Transcribe the records word for word, beginning with the first line and ending with the line that contains "use bytes::Bytes;"; include nothing else.

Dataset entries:
• • • • • • •

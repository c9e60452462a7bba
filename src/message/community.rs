//! Community-based SNMP message format (v1/v2c).
//!
//! V1 and V2c messages share the same structure:
//! `SEQUENCE { version INTEGER, community OCTET STRING, pdu PDU }`
//!
//! The only difference is the version number (0 for v1, 1 for v2c).

use crate::ber::{Decoder, EncodeBuf, tag};
use crate::error::{DecodeErrorKind, Error, Result};
use crate::pdu::{Pdu, PduType, TrapV1Pdu};
use crate::version::Version;
use bytes::Bytes;

/// Community-based SNMP message (v1/v2c).
#[derive(Debug, Clone)]
pub struct CommunityMessage {
    /// SNMP version (V1 or V2c)
    pub version: Version,
    /// Community string
    pub community: Bytes,
    /// Protocol data unit
    pub pdu: CommunityPdu,
}

/// PDU payload of a community message.
///
/// The SNMPv1 Trap PDU has a different body layout from every other PDU
/// type, so the payload is a two-armed choice rather than a bare [`Pdu`].
#[derive(Debug, Clone)]
pub enum CommunityPdu {
    /// Standard request/response PDU layout.
    Standard(Pdu),
    /// RFC 1157 Trap-PDU (tag 0xA4, v1 only).
    TrapV1(TrapV1Pdu),
}

impl CommunityPdu {
    /// Get the standard PDU, if this is one.
    pub fn as_standard(&self) -> Option<&Pdu> {
        match self {
            CommunityPdu::Standard(pdu) => Some(pdu),
            CommunityPdu::TrapV1(_) => None,
        }
    }

    /// Get the v1 trap PDU, if this is one.
    pub fn as_trap_v1(&self) -> Option<&TrapV1Pdu> {
        match self {
            CommunityPdu::Standard(_) => None,
            CommunityPdu::TrapV1(trap) => Some(trap),
        }
    }
}

impl CommunityMessage {
    /// Create a new community message with a standard PDU.
    ///
    /// # Panics
    /// Panics if version is V3 (use V3Message instead).
    pub fn new(version: Version, community: impl Into<Bytes>, pdu: Pdu) -> Self {
        assert!(
            matches!(version, Version::V1 | Version::V2c),
            "CommunityMessage only supports V1/V2c, not {:?}",
            version
        );
        Self {
            version,
            community: community.into(),
            pdu: CommunityPdu::Standard(pdu),
        }
    }

    /// Create a V1 message (convenience constructor).
    pub fn v1(community: impl Into<Bytes>, pdu: Pdu) -> Self {
        Self::new(Version::V1, community, pdu)
    }

    /// Create a V2c message (convenience constructor).
    pub fn v2c(community: impl Into<Bytes>, pdu: Pdu) -> Self {
        Self::new(Version::V2c, community, pdu)
    }

    /// Create a V1 trap message.
    pub fn v1_trap(community: impl Into<Bytes>, trap: TrapV1Pdu) -> Self {
        Self {
            version: Version::V1,
            community: community.into(),
            pdu: CommunityPdu::TrapV1(trap),
        }
    }

    /// Encode to BER.
    pub fn encode(&self) -> Bytes {
        let mut buf = EncodeBuf::new();

        buf.push_sequence(|buf| {
            match &self.pdu {
                CommunityPdu::Standard(pdu) => pdu.encode(buf),
                CommunityPdu::TrapV1(trap) => trap.encode(buf),
            }
            buf.push_octet_string(&self.community);
            buf.push_integer(self.version.as_i32());
        });

        buf.finish()
    }

    /// Decode from BER.
    pub fn decode(data: Bytes) -> Result<Self> {
        let mut decoder = Decoder::new(data);
        let mut seq = decoder.read_sequence()?;

        let version_num = seq.read_integer()?;
        let version = Version::from_i32(version_num).ok_or_else(|| {
            Error::decode(seq.offset(), DecodeErrorKind::UnknownVersion(version_num))
        })?;

        Self::decode_from_sequence(&mut seq, version)
    }

    /// Decode from a sequence decoder where version has already been read.
    pub(crate) fn decode_from_sequence(seq: &mut Decoder, version: Version) -> Result<Self> {
        if version == Version::V3 {
            return Err(Error::decode(
                seq.offset(),
                DecodeErrorKind::UnknownVersion(3),
            ));
        }

        let community = seq.read_octet_string()?;

        let pdu = if seq.peek_tag() == Some(tag::pdu::TRAP_V1) {
            CommunityPdu::TrapV1(TrapV1Pdu::decode(seq)?)
        } else {
            CommunityPdu::Standard(Pdu::decode(seq)?)
        };

        Ok(CommunityMessage {
            version,
            community,
            pdu,
        })
    }

    /// PDU type of the payload.
    pub fn pdu_type(&self) -> PduType {
        match &self.pdu {
            CommunityPdu::Standard(pdu) => pdu.pdu_type,
            CommunityPdu::TrapV1(_) => PduType::TrapV1,
        }
    }
}

#[cfg(test)]
mod tests {
    use super::*;
    use crate::oid;
    use crate::pdu::GenericTrap;

    #[test]
    fn test_v1_roundtrip() {
        let pdu = Pdu::get_request(42, &[oid!(1, 3, 6, 1, 2, 1, 1, 1, 0)]);
        let msg = CommunityMessage::v1(b"public".as_slice(), pdu);

        let encoded = msg.encode();
        let decoded = CommunityMessage::decode(encoded).unwrap();

        assert_eq!(decoded.version, Version::V1);
        assert_eq!(decoded.community.as_ref(), b"public");
        assert_eq!(decoded.pdu.as_standard().unwrap().request_id, 42);
    }

    #[test]
    fn test_v2c_roundtrip() {
        let pdu = Pdu::get_request(123, &[oid!(1, 3, 6, 1, 2, 1, 1, 1, 0)]);
        let msg = CommunityMessage::v2c(b"private".as_slice(), pdu);

        let encoded = msg.encode();
        let decoded = CommunityMessage::decode(encoded).unwrap();

        assert_eq!(decoded.version, Version::V2c);
        assert_eq!(decoded.community.as_ref(), b"private");
        assert_eq!(decoded.pdu.as_standard().unwrap().request_id, 123);
    }

    #[test]
    fn test_zero_length_community() {
        let pdu = Pdu::get_request(1, &[oid!(1, 3, 6, 1)]);
        let msg = CommunityMessage::v2c(Bytes::new(), pdu);

        let decoded = CommunityMessage::decode(msg.encode()).unwrap();
        assert!(decoded.community.is_empty());
    }

    #[test]
    fn test_v1_trap_roundtrip() {
        let trap = TrapV1Pdu::new(
            oid!(1, 3, 6, 1, 4, 1, 9999),
            [10, 0, 0, 1],
            GenericTrap::ColdStart,
            0,
            100,
            vec![],
        );
        let msg = CommunityMessage::v1_trap(b"public".as_slice(), trap);

        assert_eq!(msg.pdu_type(), PduType::TrapV1);
        let decoded = CommunityMessage::decode(msg.encode()).unwrap();
        let trap = decoded.pdu.as_trap_v1().unwrap();
        assert_eq!(trap.generic_trap, GenericTrap::ColdStart as i32);
        assert_eq!(trap.agent_addr, [10, 0, 0, 1]);
    }

    #[test]
    fn test_version_preserved() {
        for version in [Version::V1, Version::V2c] {
            let pdu = Pdu::get_request(1, &[oid!(1, 3, 6, 1)]);
            let msg = CommunityMessage::new(version, b"test".as_slice(), pdu);
            let decoded = CommunityMessage::decode(msg.encode()).unwrap();
            assert_eq!(decoded.version, version);
        }
    }
}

• • • • • • •

SOLUTION:
repository c9e60452462a7bba
filename src/message/community.rs
//! Community-based SNMP message format (v1/v2c).
//!
//! V1 and V2c messages share the same structure:
//! `SEQUENCE { version INTEGER, community OCTET STRING, pdu PDU }`
//!
//! The only difference is the version number (0 for v1, 1 for v2c).

use crate::ber::{Decoder, EncodeBuf, tag};
use crate::error::{DecodeErrorKind, Error, Result};
use crate::pdu::{Pdu, PduType, TrapV1Pdu};
use crate::version::Version;
use bytes::Bytes;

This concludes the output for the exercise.